Wednesday, June 01, 2022

Short Story Wedneday:"Others of His Kind" James Sallis, PHOENIX NOIR

 What are some of the authors you go to first in an anthology? Or is it the length of the story that draws you in? Or perhaps the title? Or its placement in the collection?
With me, if I see the name James Sallis, I will go to his story early on. 

This story had an odd feel about it. Slightly unfinished, like it was part of something bigger, which it turned out to be. In lesser hands, this might have made the story suffer more than it did. But because Sallis is such a master at creating characters, situations, locations, descriptions, it only felt incomplete in a few spots.

A cop asks a woman if she might be willing to speak to an abused girl the department has found. At first she refuses. Her back story turns out to be one of abuse too, and then escape and then years of living alone in a mall and then the typical social services trauma. She eventually goes to see the girl. 

We don't know why he came to her, nor why the few things she said to the abused woman would count for much. Where are they going at the story's end?What makes the story are the details of her abduction and her time as a twelve-year old living in the mall. And the writing, which is terrific.

But because he has made his characters real to us, we don't mind too much. And I will probably look for the novella this became. Because these characters are compelling and that's the trick. 

Todd Mason

Kevin Tipple

Jerry House 

George Kelley


Todd Mason said...

You may remember that I'm a Sallis fan over the'd probably enjoy his early sf and fantasy stories, as well. Then again, I still haven't read his first collection, titled with typical wit A FEW LAST WORDS (1970), though I have read some of the stories in it. And still need to read his latter-day novels.

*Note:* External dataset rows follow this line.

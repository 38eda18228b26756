use crate::foundation::error::{MapleError, MapleResult};
use crate::render::raster::{MAX_RASTER_DIM, RasterImage};

/// Rasterize `tree` stretched to exactly `width x height` pixels.
pub(crate) fn rasterize_svg(tree: &usvg::Tree, width: u32, height: u32) -> MapleResult<RasterImage> {
    if width == 0 || height == 0 || width > MAX_RASTER_DIM || height > MAX_RASTER_DIM {
        return Err(MapleError::validation(format!(
            "svg raster size out of range: {width}x{height}"
        )));
    }
    let mut pixmap = resvg::tiny_skia::Pixmap::new(width, height)
        .ok_or_else(|| MapleError::validation("failed to allocate svg pixmap"))?;

    let size = tree.size();
    let sx = (width as f32) / size.width();
    let sy = (height as f32) / size.height();
    let xform = resvg::tiny_skia::Transform::from_scale(sx, sy);

    resvg::render(tree, xform, &mut pixmap.as_mut());
    // tiny-skia pixmaps are premultiplied RGBA8, same layout as RasterImage.
    RasterImage::from_premul(width, height, pixmap.take())
}

#[cfg(test)]
#[path = "../../tests/unit/assets/svg_raster.rs"]
mod tests;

pattinase (abbott) said...

Love his Lew Griffin series.

Margot Kinberg said...

I really like James Sallis, Patti, and I don't think he gets the attention he ought to (perhaps that's just my opinion). I'm glad to see this one here; I have to confess I've not read this particular one (yet). Something new for me from him!

George said...

My go-to writer in mystery anthologies is Lawrence Block. Excellent short storiess! And, he's a pretty good editor, too!

Jeff Meyerson said...

I love Sallis and have read most of his books, at least. When it comes to short stories, George is write aan anthologist.

When I read an anthology, it depends. Are all the stories similar length, or are some quite short and others very long? In that case, I almost always start with the short ones first. I do usually go for the authors I know first, and Sallis would definitely be one of them.

I'm still reading the Pronzini short short collection, and have added Amy Bloom, COME TO ME (1993) and another new Edward D> Hoch collection from Crippen & Landru, CONSTANT HEARSES, with the collected stories about Sir Gideon Parrot (rhymes with "Poirot") and Revolutionary War participant Alexander Swift.

Frankly, a couple of Bloom's stories really creeped me out. Her first, however, was very good. "Love is Not a Pie" was in THE BEST AMERICAN STORIES 1991. It starts at a young woman's mother's funeral, where she is just about deciding to call of her forthcoming wedding, continues with the arrival of her mother's former lover, then go es to flashbacks set the summer she was 11 (and her younger sister was 8), when she discovered her mother's relationship (though she didn't totally understand it them), as well as her father's part in it. Good story.

pattinase (abbott) said...

Bloom is good. Say what you want about literary writers, short stories by them are usually superior to genre writers who are trying to fit a murder in too often.

Todd Mason said...

I hate it when sports-fiction writers try to shoehorn in a murder during the playoff climax!

Marketing considerations do plague some stories by some writers, alas. And, of course, pro-forma habits can out.

Todd Mason said...

As for go-to writers...way too many not to produce a long list of them. And it can depend on the kind of anthology or magazine/issue I'm currently holding in front of me...themed issues/anthologies definitely slant that.

TracyK said...

I don't believe I have read anything by Sallis, even though I have several of his books on my shelves, including a spy thriller, Death Will Have Your Eyes, that I had forgotten about.